Thursday, July 24, 2008

Khan's Country

The Luck Doesn’t Stop Here

So far my expectations for Mongolia and my life here have found little common ground, not that that’s necessarily bad. This trend continued during my first trip to Mongolia’s countryside. Saturday morning I planned to catch a press bus to go see—and then write – about Chinggis Khan’s Calvary, an exhibition of 14th century Mongol warfare. Instead, I spent the day visiting the ruins of a Buddhist monastery, a lama’s (the human kind) home and tourist ger camps.

As I waited at wide and empty Sukhbaatar square for a press bus that never came, I thought, “this is just my luck.
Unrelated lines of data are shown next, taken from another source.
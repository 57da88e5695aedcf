//! Bulk persistence with tag-after-write
//!
//! Every registration step writes through [`persist_batch`]: one bulk
//! create or update per sub-batch, then a tag over the members that were
//! written. A reader filtering by tag therefore never sees a member before
//! its write was confirmed.
//!
//! A member whose write fails is logged and left untagged. The members that
//! did get written are still tagged, and the call then returns
//! [`SimilarityError::PersistFailed`] so the stage aborts.

use tracing::{error, info};

use neurosim_core::{ActionResult, Entity, EntityStore, SimilarityError, SimilarityResult};

/// Kind of bulk write
#[derive(Debug, Clone, Copy, PartialEq, Eq)]
pub enum PersistAction {
    /// Register new entities
    Create,
    /// Write new revisions of existing entities
    Update,
}

impl PersistAction {
    fn verbs(&self) -> (&'static str, &'static str, &'static str) {
        match self {
            PersistAction::Create => ("Creating", "Created", "create"),
            PersistAction::Update => ("Updating", "Updated", "update"),
        }
    }
}

/// Write a sub-batch, then tag what was written
///
/// Returns the number of members written. `what` names the members in logs
/// and errors ("embeddings", "boosting factors", ...).
pub fn persist_batch(
    store: &dyn EntityStore,
    entities: &mut [Entity],
    action: PersistAction,
    tag: Option<&str>,
    what: &str,
) -> SimilarityResult<usize> {
    let (doing, done, verb) = action.verbs();

    if entities.is_empty() {
        info!(target: "neurosim::registry", "No {} to {}", what, verb);
        return Ok(0);
    }

    info!(target: "neurosim::registry", count = entities.len(), "{} {}", doing, what);
    let results = match action {
        PersistAction::Create => store.register(entities)?,
        PersistAction::Update => store.update(entities)?,
    };

    let written: Vec<Entity> = entities
        .iter()
        .zip(results.iter())
        .filter(|(_, r)| r.succeeded)
        .map(|(e, _)| e.clone())
        .collect();
    let write_errors = failures(&results);

    info!(target: "neurosim::registry", count = written.len(), "{} {}", done, what);

    if let Some(tag) = tag {
        if !written.is_empty() {
            info!(target: "neurosim::registry", tag, count = written.len(), "Tagging {} {}", done.to_lowercase(), what);
            let tag_results = store.tag(&written, tag)?;
            let tag_errors = failures(&tag_results);
            if !tag_errors.is_empty() {
                for e in &tag_errors {
                    error!(target: "neurosim::registry", tag, error = %e, "Tagging failed");
                }
                return Err(SimilarityError::PersistFailed {
                    action: "tag".to_string(),
                    what: what.to_string(),
                    failed: tag_errors.len(),
                    total: written.len(),
                    errors: tag_errors,
                });
            }
        }
    }

    if !write_errors.is_empty() {
        for e in &write_errors {
            error!(target: "neurosim::registry", action = verb, error = %e, "Write failed");
        }
        return Err(SimilarityError::PersistFailed {
            action: verb.to_string(),
            what: what.to_string(),
            failed: write_errors.len(),
            total: entities.len(),
            errors: write_errors,
        });
    }

    Ok(written.len())
}

fn failures(results: &[ActionResult]) -> Vec<String> {
    results
        .iter()
        .filter(|r| !r.succeeded)
        .map(|r| match &r.error {
            Some(e) => format!("{}: {}", r.id, e),
            None => r.id.clone(),
        })
        .collect()
}
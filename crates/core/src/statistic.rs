//! Score statistics
//!
//! A [`Statistic`] summarises a flat population of similarity scores. It is
//! stored as a series of named values on an `ElasticSearchViewStatistics`
//! entity and read back from one.

use serde::{Deserialize, Serialize};

use crate::entity::{Entity, EntityBody, SeriesEntry};
use crate::error::{SimilarityError, SimilarityResult};

/// Unit code of every series entry
pub const UNIT_CODE: &str = "dimensionless";

const MIN: &str = "min";
const MAX: &str = "max";
const MEAN: &str = "mean";
const STD: &str = "standard deviation";
const COUNT: &str = "N";

/// Summary statistics of a score population
#[derive(Debug, Clone, Copy, PartialEq, Serialize, Deserialize)]
pub struct Statistic {
    /// Smallest score
    pub min: f64,
    /// Largest score
    pub max: f64,
    /// Arithmetic mean
    pub mean: f64,
    /// Population standard deviation
    pub std: f64,
    /// Number of scores
    pub count: usize,
}

impl Statistic {
    /// The statistic of an empty population
    ///
    /// Every value is zero so that `count == 0` is the only thing a
    /// caller needs to check.
    pub fn empty() -> Self {
        Statistic {
            min: 0.0,
            max: 0.0,
            mean: 0.0,
            std: 0.0,
            count: 0,
        }
    }

    /// Reduce a score population
    pub fn from_scores(scores: &[f64]) -> Self {
        if scores.is_empty() {
            return Statistic::empty();
        }

        let count = scores.len();
        let (min, max) = scores
            .iter()
            .fold((f64::INFINITY, f64::NEG_INFINITY), |(lo, hi), &s| {
                (lo.min(s), hi.max(s))
            });
        let mean = scores.iter().sum::<f64>() / count as f64;
        let variance = scores.iter().map(|s| (s - mean).powi(2)).sum::<f64>() / count as f64;

        Statistic {
            min,
            max,
            mean,
            std: variance.sqrt(),
            count,
        }
    }

    /// Whether the population was empty
    pub fn is_empty(&self) -> bool {
        self.count == 0
    }

    /// Series form stored on statistic entities
    pub fn to_series(&self) -> Vec<SeriesEntry> {
        [
            (MIN, self.min),
            (MAX, self.max),
            (MEAN, self.mean),
            (STD, self.std),
            (COUNT, self.count as f64),
        ]
        .iter()
        .map(|(name, value)| SeriesEntry {
            statistic: name.to_string(),
            unit_code: UNIT_CODE.to_string(),
            value: *value,
        })
        .collect()
    }

    /// Read back from a series
    pub fn from_series(series: &[SeriesEntry]) -> SimilarityResult<Self> {
        let get = |name: &str| {
            series
                .iter()
                .find(|e| e.statistic == name)
                .map(|e| e.value)
                .ok_or_else(|| {
                    SimilarityError::Serialization(format!(
                        "Statistic series has no '{}' entry",
                        name
                    ))
                })
        };

        Ok(Statistic {
            min: get(MIN)?,
            max: get(MAX)?,
            mean: get(MEAN)?,
            std: get(STD)?,
            count: get(COUNT)? as usize,
        })
    }

    /// Read back from a statistic entity
    pub fn from_entity(entity: &Entity) -> SimilarityResult<Self> {
        match &entity.body {
            EntityBody::Statistics { series, .. } => Statistic::from_series(series),
            _ => Err(SimilarityError::Serialization(format!(
                "Entity {} of type {} carries no statistics",
                entity.id, entity.entity_type
            ))),
        }
    }
}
I can never do things the easy way. Now I have to hitchhike like a crazy person, asking to be taken to the Monol Hordes.” Moments later my editor called me and after some deliberation, decided that he and his family would accompany me to the countryside. I realized that, no, this is just my luck. Something goes wrong and I get bailed out.

I don’t really have a problem with this pattern. It has served me well to date, but I am embarrassed to admit that I’ve relied so heavily on other people, especially Sumiyabazar my editor, during my first week. I am doing fine here. I have an apartment; I have a registered visa; I know how to find my way to work; I even know how to order soup now, but I couldn’t have done any of it without help.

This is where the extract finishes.